The company is targeting a long-running problem for site reliability engineering teams managing complex cloud-native systems. Engineers often rely on a mix of postmortems, undocumented fixes, compliance requirements and internal architecture decisions when responding to production failures, and much of that knowledge sits with a small group of senior staff.

Klaudia Memory is intended to capture that record automatically from prior investigations. It can retain correlations between symptoms and likely causes, record which remediation steps worked in earlier cases, and recognise repeated timing patterns tied to scheduled jobs or recurring workloads.

This approach is designed to help teams avoid retracing unsuccessful steps when a similar incident reappears. The software also becomes more selective over time by learning which alerts and signals are routine in a specific environment and do not need attention.

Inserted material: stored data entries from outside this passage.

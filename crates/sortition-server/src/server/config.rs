use anyhow::{Context, bail};
use clap::Parser;
use core::num::NonZeroUsize;
use core::time::Duration;
use sortition::{Alphabet, DEFAULT_ALPHABET, DEFAULT_POOL_SIZE};
use std::path::PathBuf;

/// Name of the database file inside the data directory.
pub const DB_FILE_NAME: &str = "db";

/// Runtime configuration for the `sortition-server` binary.
///
/// Every value is parsed from CLI arguments or environment variables (a `.env`
/// file in the working directory is honored) and validated once at startup.
#[derive(Parser, Debug, Clone)]
#[command(
    name = "sortition-server",
    version,
    about = "An HTTP service that rotates redirects across the items of a hub"
)]
pub struct CliArgs {
    /// Directory holding the database file. Created if missing.
    ///
    /// Environment variable: `SORTITION_DIR`
    #[arg(long, env = "SORTITION_DIR", default_value = ".sortition")]
    pub dir: PathBuf,

    /// Address to listen on.
    ///
    /// Environment variable: `SERVER_ADDR`
    #[arg(long, env = "SERVER_ADDR", default_value_t = String::from("0.0.0.0:8080"))]
    pub server_addr: String,

    /// Number of characters in every hub and item identifier.
    ///
    /// Changing this for an existing database makes previously issued
    /// identifiers unreachable, since request paths are validated against the
    /// current length.
    ///
    /// Environment variable: `ID_LENGTH`
    #[arg(long, env = "ID_LENGTH", default_value_t = 10)]
    pub id_length: usize,

    /// Characters identifiers are drawn from. Must be URL-safe.
    ///
    /// Environment variable: `ID_ALPHABET`
    #[arg(long, env = "ID_ALPHABET", default_value_t = String::from(DEFAULT_ALPHABET))]
    pub id_alphabet: String,

    /// Number of random words buffered between refills of the entropy pool.
    ///
    /// Environment variable: `ENTROPY_POOL_SIZE`
    #[arg(long, env = "ENTROPY_POOL_SIZE", default_value_t = DEFAULT_POOL_SIZE)]
    pub entropy_pool_size: usize,

    /// How long a statement waits on a locked database before failing.
    ///
    /// Environment variable: `BUSY_TIMEOUT_SECS`
    #[arg(long, env = "BUSY_TIMEOUT_SECS", default_value_t = 5)]
    pub busy_timeout_secs: u64,
}

#[derive(Debug, Clone)]
pub struct ServerConfig {
    pub data_dir: PathBuf,
    pub server_addr: String,
    pub id_length: NonZeroUsize,
    pub alphabet: Alphabet,
    pub entropy_pool_size: usize,
    pub busy_timeout: Duration,
}

impl ServerConfig {
    pub fn db_path(&self) -> PathBuf {
        self.data_dir.join(DB_FILE_NAME)
    }
}

impl TryFrom<CliArgs> for ServerConfig {
    type Error = anyhow::Error;

    fn try_from(args: CliArgs) -> Result<Self, Self::Error> {
        let Some(id_length) = NonZeroUsize::new(args.id_length) else {
            bail!("ID_LENGTH must be greater than 0");
        };

        if args.entropy_pool_size == 0 {
            bail!("ENTROPY_POOL_SIZE must be greater than 0");
        }

        if args.dir.as_os_str().is_empty() {
            bail!("SORTITION_DIR must not be empty");
        }

        let alphabet = args
            .id_alphabet
            .parse::<Alphabet>()
            .with_context(|| format!("invalid ID_ALPHABET `{}`", args.id_alphabet))?;

        Ok(Self {
            data_dir: args.dir,
            server_addr: args.server_addr,
            id_length,
            alphabet,
            entropy_pool_size: args.entropy_pool_size,
            busy_timeout: Duration::from_secs(args.busy_timeout_secs),
        })
    }
}

#[cfg(test)]
mod tests {
    use super::*;

    fn args(extra: &[&str]) -> CliArgs {
        let argv = ["sortition-server"].iter().chain(extra);
        CliArgs::try_parse_from(argv).unwrap()
    }

    #[test]
    fn defaults_are_valid() {
        let config = ServerConfig::try_from(args(&[])).unwrap();
        assert_eq!(config.id_length.get(), 10);
        assert_eq!(config.alphabet.as_str(), DEFAULT_ALPHABET);
        assert_eq!(config.entropy_pool_size, DEFAULT_POOL_SIZE);
        assert_eq!(config.busy_timeout, Duration::from_secs(5));
        assert!(config.db_path().ends_with(DB_FILE_NAME));
    }

    #[test]
    fn rejects_zero_length() {
        let err = ServerConfig::try_from(args(&["--id-length", "0"])).unwrap_err();
        assert!(err.to_string().contains("ID_LENGTH"));
    }

    #[test]
    fn rejects_unsafe_alphabet() {
        let err = ServerConfig::try_from(args(&["--id-alphabet", "ab/"])).unwrap_err();
        assert!(err.to_string().contains("ID_ALPHABET"));
    }

    #[test]
    fn rejects_empty_pool() {
        assert!(ServerConfig::try_from(args(&["--entropy-pool-size", "0"])).is_err());
    }

    #[test]
    fn custom_alphabet() {
        let config = ServerConfig::try_from(args(&["--id-alphabet", "abc", "--id-length", "4"])).unwrap();
        assert_eq!(config.alphabet.as_str(), "abc");
        assert_eq!(config.id_length.get(), 4);
    }
}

"Since every organization has its own architecture, dependencies, constraints, and history of how past incidents were resolved, generic AI co-pilots lack the context to automate the management of enterprise production environments," said Itiel Shwartz, co-founder and CTO of Komodor.

"Klaudia Memory gives teams a way to preserve that institutional knowledge and make it available during every investigation, without training on customer data or exposing one customer's information to another," Shwartz said.

Three layers

The new feature sits alongside two existing sources of context in the platform. One is a knowledge base integration that lets Klaudia refer to customer-supplied runbooks, postmortems and operational documents. The other is Klaudia.md, a layer intended to store system rules and constraints that are not obvious from infrastructure manifests alone.

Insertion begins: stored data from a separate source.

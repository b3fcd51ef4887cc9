//! Request dispatcher for the hub service.
//!
//! Every request, whatever its path, lands in [`dispatch`], which decides a
//! [`Route`] from the request target and then branches on the method:
//!
//! | Route         | Method    | Outcome                                      |
//! |---------------|-----------|----------------------------------------------|
//! | `/create`     | `POST`    | `200`, body is the new hub id                |
//! | `/create`     | `OPTIONS` | `200`                                        |
//! | `/create`     | other     | `405`, body `Not handled: <METHOD>`          |
//! | `/<hub>`      | `GET`     | `302` to a selected item, `200` if none      |
//! | `/<hub>`      | `PUT`     | `200`, body is the new item id               |
//! | `/<hub>`      | `DELETE`  | `200`, item taken out of rotation            |
//! | `/<hub>`      | `OPTIONS` | `200`                                        |
//! | `/<hub>`      | other     | `405`, body is the method                    |
//! | anything else | any       | `404`, body `Invalid path`                   |
//!
//! Hub responses always carry permissive CORS headers.
use super::error::ApiError;
use crate::server::telemetry::{
    increment_hubs_created, increment_items_added, increment_items_deactivated,
    increment_items_selected, increment_request_errors, increment_requests,
    record_request_duration,
};
use axum::Router;
use axum::body::{Body, BodyDataStream};
use axum::extract::{Request, State};
use axum::http::{HeaderMap, HeaderName, HeaderValue, Method, StatusCode, Uri, header};
use axum::response::{IntoResponse, Response};
use core::any::Any;
use sortition::{IdAuthority, RequestBody, Store, validate_add, validate_delete};
use std::sync::Arc;
use std::time::Instant;
use tokio_util::sync::CancellationToken;
use tower_http::catch_panic::CatchPanicLayer;
use tower_http::trace::TraceLayer;
use tracing::instrument;

/// Longest request target (path and query) that is routed at all.
pub const MAX_TARGET_LEN: usize = 1024;

/// Path that creates hubs.
pub const CREATE_PATH: &str = "/create";

pub const INVALID_PATH_BODY: &str = "Invalid path";

const CORS_HEADERS: [(HeaderName, &str); 3] = [
    (header::ACCESS_CONTROL_ALLOW_ORIGIN, "*"),
    (header::ACCESS_CONTROL_ALLOW_METHODS, "OPTIONS, GET, PUT, DELETE"),
    (header::ACCESS_CONTROL_ALLOW_HEADERS, "*"),
];

/// Shared state behind every request: the store and the token that is
/// cancelled once the service can no longer mint or select.
#[derive(Clone)]
pub struct HubService {
    store: Arc<Store>,
    fatal: CancellationToken,
}

impl HubService {
    pub fn new(store: Arc<Store>) -> Self {
        Self {
            store,
            fatal: CancellationToken::new(),
        }
    }

    /// Cancelled after an unrecoverable failure.
    pub fn fatal_token(&self) -> CancellationToken {
        self.fatal.clone()
    }

    pub fn into_router(self) -> Router {
        Router::new()
            .fallback(dispatch)
            .layer(CatchPanicLayer::custom(panic_response))
            .layer(TraceLayer::new_for_http())
            .with_state(self)
    }

    #[instrument(level = "debug", skip(self), err(Display))]
    async fn create(&self, method: &Method) -> Result<Response, ApiError> {
        match *method {
            Method::POST => {
                let hub = self.store.create_hub().await?;
                increment_hubs_created();
                tracing::info!(hub = %hub.id, "hub created");
                Ok((StatusCode::OK, hub.id).into_response())
            }
            Method::OPTIONS => Ok(StatusCode::OK.into_response()),
            _ => Ok((
                StatusCode::METHOD_NOT_ALLOWED,
                format!("Not handled: {method}"),
            )
                .into_response()),
        }
    }

    async fn hub(&self, hub_id: &str, request: Request) -> Result<Response, ApiError> {
        match request.method().clone() {
            Method::GET => self.select(hub_id).await,
            Method::PUT => self.add(hub_id, request).await,
            Method::DELETE => self.delete(request).await,
            Method::OPTIONS => Ok(StatusCode::OK.into_response()),
            other => Ok((StatusCode::METHOD_NOT_ALLOWED, other.to_string()).into_response()),
        }
    }

    #[instrument(level = "debug", skip(self), err(Display))]
    async fn select(&self, hub_id: &str) -> Result<Response, ApiError> {
        let Some(item) = self.store.select_item(hub_id).await? else {
            return Ok(StatusCode::OK.into_response());
        };
        increment_items_selected();
        let location =
            HeaderValue::from_bytes(&item.content).map_err(|_| ApiError::InvalidLocation)?;
        Ok((StatusCode::FOUND, [(header::LOCATION, location)]).into_response())
    }

    #[instrument(level = "debug", skip(self, request), err(Display))]
    async fn add(&self, hub_id: &str, request: Request) -> Result<Response, ApiError> {
        let content = validate_add(request_body(request)).await?;
        let item = self.store.add_item(hub_id, content).await?;
        increment_items_added();
        tracing::info!(hub = %hub_id, item = %item.id, "item added");
        Ok((StatusCode::OK, item.id).into_response())
    }

    #[instrument(level = "debug", skip_all, err(Display))]
    async fn delete(&self, request: Request) -> Result<Response, ApiError> {
        let item_id = validate_delete(request_body(request), self.store.ids()).await?;
        if let Some(item) = self.store.deactivate_item(&item_id).await? {
            increment_items_deactivated();
            tracing::info!(hub = %item.hub_id, item = %item.id, "item deactivated");
        }
        Ok(StatusCode::OK.into_response())
    }

    /// Converts a failed request into its response, stopping the service if
    /// the failure is unrecoverable.
    pub(crate) fn fail(&self, err: ApiError) -> Response {
        if err.is_fatal() {
            tracing::error!(error = %err, "unrecoverable failure, shutting down");
            self.fatal.cancel();
        } else if err.status_code().is_server_error() {
            tracing::error!(error = %err, "request failed");
        } else {
            tracing::debug!(error = %err, "request rejected");
        }
        err.into_response()
    }
}

/// Where a request goes, decided from its target alone.
#[derive(Debug, PartialEq, Eq)]
pub(crate) enum Route {
    Create,
    Hub(String),
    Invalid,
}

impl Route {
    /// The hub id is the first path segment; anything after it is ignored.
    pub(crate) fn decide(uri: &Uri, ids: &IdAuthority) -> Self {
        let target = uri.path_and_query().map_or("", |target| target.as_str());
        if target.is_empty() || target.len() > MAX_TARGET_LEN {
            return Self::Invalid;
        }
        if uri.path() == CREATE_PATH {
            return Self::Create;
        }
        match uri.path().split('/').nth(1) {
            Some(segment) if ids.validate(segment) => Self::Hub(segment.to_owned()),
            _ => Self::Invalid,
        }
    }
}

async fn dispatch(State(service): State<HubService>, request: Request) -> Response {
    let started = Instant::now();
    increment_requests();

    let response = match Route::decide(request.uri(), service.store.ids()) {
        Route::Invalid => (StatusCode::NOT_FOUND, INVALID_PATH_BODY).into_response(),
        Route::Create => service
            .create(request.method())
            .await
            .unwrap_or_else(|err| service.fail(err)),
        Route::Hub(hub_id) => with_cors(
            service
                .hub(&hub_id, request)
                .await
                .unwrap_or_else(|err| service.fail(err)),
        ),
    };

    let status = response.status();
    if status.is_client_error() || status.is_server_error() {
        increment_request_errors();
    }
    record_request_duration(started.elapsed().as_secs_f64() * 1_000.0);
    response
}

fn request_body(request: Request) -> RequestBody<BodyDataStream> {
    let (parts, body) = request.into_parts();
    RequestBody {
        content_type: header_str(&parts.headers, &header::CONTENT_TYPE).map(str::to_owned),
        declared_length: header_str(&parts.headers, &header::CONTENT_LENGTH)
            .and_then(|len| len.parse().ok()),
        stream: body.into_data_stream(),
    }
}

fn header_str<'a>(headers: &'a HeaderMap, name: &HeaderName) -> Option<&'a str> {
    headers.get(name).and_then(|value| value.to_str().ok())
}

fn with_cors(mut response: Response) -> Response {
    let headers = response.headers_mut();
    for (name, value) in CORS_HEADERS {
        headers.insert(name, HeaderValue::from_static(value));
    }
    response
}

fn panic_response(panic: Box<dyn Any + Send + 'static>) -> Response<Body> {
    let message = panic
        .downcast_ref::<String>()
        .map(String::as_str)
        .or_else(|| panic.downcast_ref::<&str>().copied())
        .unwrap_or("internal error");
    tracing::error!(panic = %message, "request handler panicked");
    (StatusCode::INTERNAL_SERVER_ERROR, message.to_owned()).into_response()
}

According to Komodor, the knowledge base integration allows the AI tool to use approved internal procedures rather than generic troubleshooting paths. During an investigation, it can identify relevant sections in uploaded material and follow the steps described there while using the customer's own terminology.

Klaudia.md is designed to address another common issue in operations work: important production constraints are often known to teams but not recorded in machine-readable infrastructure definitions. These can include failover rules, scaling limits linked to licensing or cost controls, and compliance restrictions on how services can be changed.

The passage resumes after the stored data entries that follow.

use core::{fmt, str::FromStr};

/// Default identifier alphabet: `[A-Za-z0-9_-]`, 64 characters.
pub const DEFAULT_ALPHABET: &str =
    "0123456789ABCDEFGHIJKLMNOPQRSTUVWXYZ_abcdefghijklmnopqrstuvwxyz-";

/// Smallest alphabet that still carries entropy per character.
pub const MIN_ALPHABET_LEN: usize = 2;

/// Identifiers are ASCII, so no alphabet can exceed the ASCII range.
pub const MAX_ALPHABET_LEN: usize = 128;

/// Reasons a character set is rejected as an identifier alphabet.
#[derive(Clone, Debug, PartialEq, Eq, thiserror::Error)]
pub enum AlphabetError {
    #[error("alphabet must have between {MIN_ALPHABET_LEN} and {MAX_ALPHABET_LEN} characters, got {0}")]
    Length(usize),

    #[error("character {0:?} is not allowed in identifiers")]
    Unsupported(char),

    #[error("character {0:?} appears more than once")]
    Duplicate(char),
}

/// A validated, fixed set of identifier characters.
///
/// Every character must be URL-unreserved (ASCII alphanumeric, `-`, `_`,
/// `.` or `~`) so that minted identifiers are always safe to embed as a path
/// segment. Membership is answered from a 128-entry lookup table.
#[derive(Clone, PartialEq, Eq)]
pub struct Alphabet {
    chars: Box<[u8]>,
    lookup: [bool; 128],
}

impl Alphabet {
    /// Builds an alphabet from `chars`, preserving order.
    ///
    /// # Errors
    ///
    /// Returns an [`AlphabetError`] for sets that are too short or too long,
    /// contain a character that is not URL-unreserved, or repeat a character.
    pub fn new(chars: &str) -> Result<Self, AlphabetError> {
        let mut lookup = [false; 128];
        for c in chars.chars() {
            if !is_unreserved(c) {
                return Err(AlphabetError::Unsupported(c));
            }
            let slot = &mut lookup[c as usize];
            if *slot {
                return Err(AlphabetError::Duplicate(c));
            }
            *slot = true;
        }

        let len = chars.len();
        if !(MIN_ALPHABET_LEN..=MAX_ALPHABET_LEN).contains(&len) {
            return Err(AlphabetError::Length(len));
        }

        Ok(Self {
            chars: chars.as_bytes().into(),
            lookup,
        })
    }

    /// Number of characters in the set.
    #[allow(clippy::len_without_is_empty)]
    pub fn len(&self) -> usize {
        self.chars.len()
    }

    /// Character at `index`, in construction order.
    ///
    /// # Panics
    ///
    /// Panics if `index >= self.len()`.
    pub fn char_at(&self, index: usize) -> char {
        char::from(self.chars[index])
    }

    /// Whether `byte` belongs to the set.
    #[inline]
    pub fn contains(&self, byte: u8) -> bool {
        self.lookup.get(byte as usize).copied().unwrap_or(false)
    }

    pub fn as_str(&self) -> &str {
        // Construction only admits ASCII.
        core::str::from_utf8(&self.chars).unwrap_or_default()
    }
}

const fn is_unreserved(c: char) -> bool {
    c.is_ascii_alphanumeric() || matches!(c, '-' | '_' | '.' | '~')
}

impl Default for Alphabet {
    fn default() -> Self {
        Self::new(DEFAULT_ALPHABET).unwrap_or_else(|_| unreachable!("default alphabet is valid"))
    }
}

impl FromStr for Alphabet {
    type Err = AlphabetError;

    fn from_str(s: &str) -> Result<Self, Self::Err> {
        Self::new(s)
    }
}

impl fmt::Debug for Alphabet {
    fn fmt(&self, f: &mut fmt::Formatter<'_>) -> fmt::Result {
        f.debug_tuple("Alphabet").field(&self.as_str()).finish()
    }
}

impl fmt::Display for Alphabet {
    fn fmt(&self, f: &mut fmt::Formatter<'_>) -> fmt::Result {
        f.write_str(self.as_str())
    }
}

Komodor gave the example of a machine learning service that should not be reduced below 16Gi of memory because it would fail on start-up even without traffic. By loading this context at the beginning of a session, the platform is intended to stop investigators from choosing a technically plausible fix that would create a new problem in production.

Wider access

The release also broadens how engineers can access Klaudia. Teams can now trigger investigations and interact with the system outside Komodor's own user interface, including from Slack and Microsoft Teams war rooms, developer tools such as VS Code, Claude Code and Cursor, and version control or GitOps workflows.

Application programming interface and model context protocol integrations allow customers to connect the tool to internal systems and bespoke workflows. The platform also now supports a wider set of automated follow-up actions, including one-click remediation, self-healing policies, pull requests, tickets and postmortems.

Komodor is also expanding the set of specialist agents used by Klaudia across different parts of the cloud-native stack. Those agents are meant to support investigation and remediation work across code, infrastructure and applications, including workloads that run outside Kubernetes on services such as EC2 and ECS.

The update comes as software suppliers race to embed AI systems more deeply into operations teams' workflows. A central question for buyers has been whether these tools can act reliably in production settings where undocumented dependencies, internal rules and service history matter as much as logs and telemetry.

Komodor, which says it has raised USD $90 million in venture funding, is positioning the latest release around that operational context. The new version of its platform is available immediately through the company and its channel partners worldwide.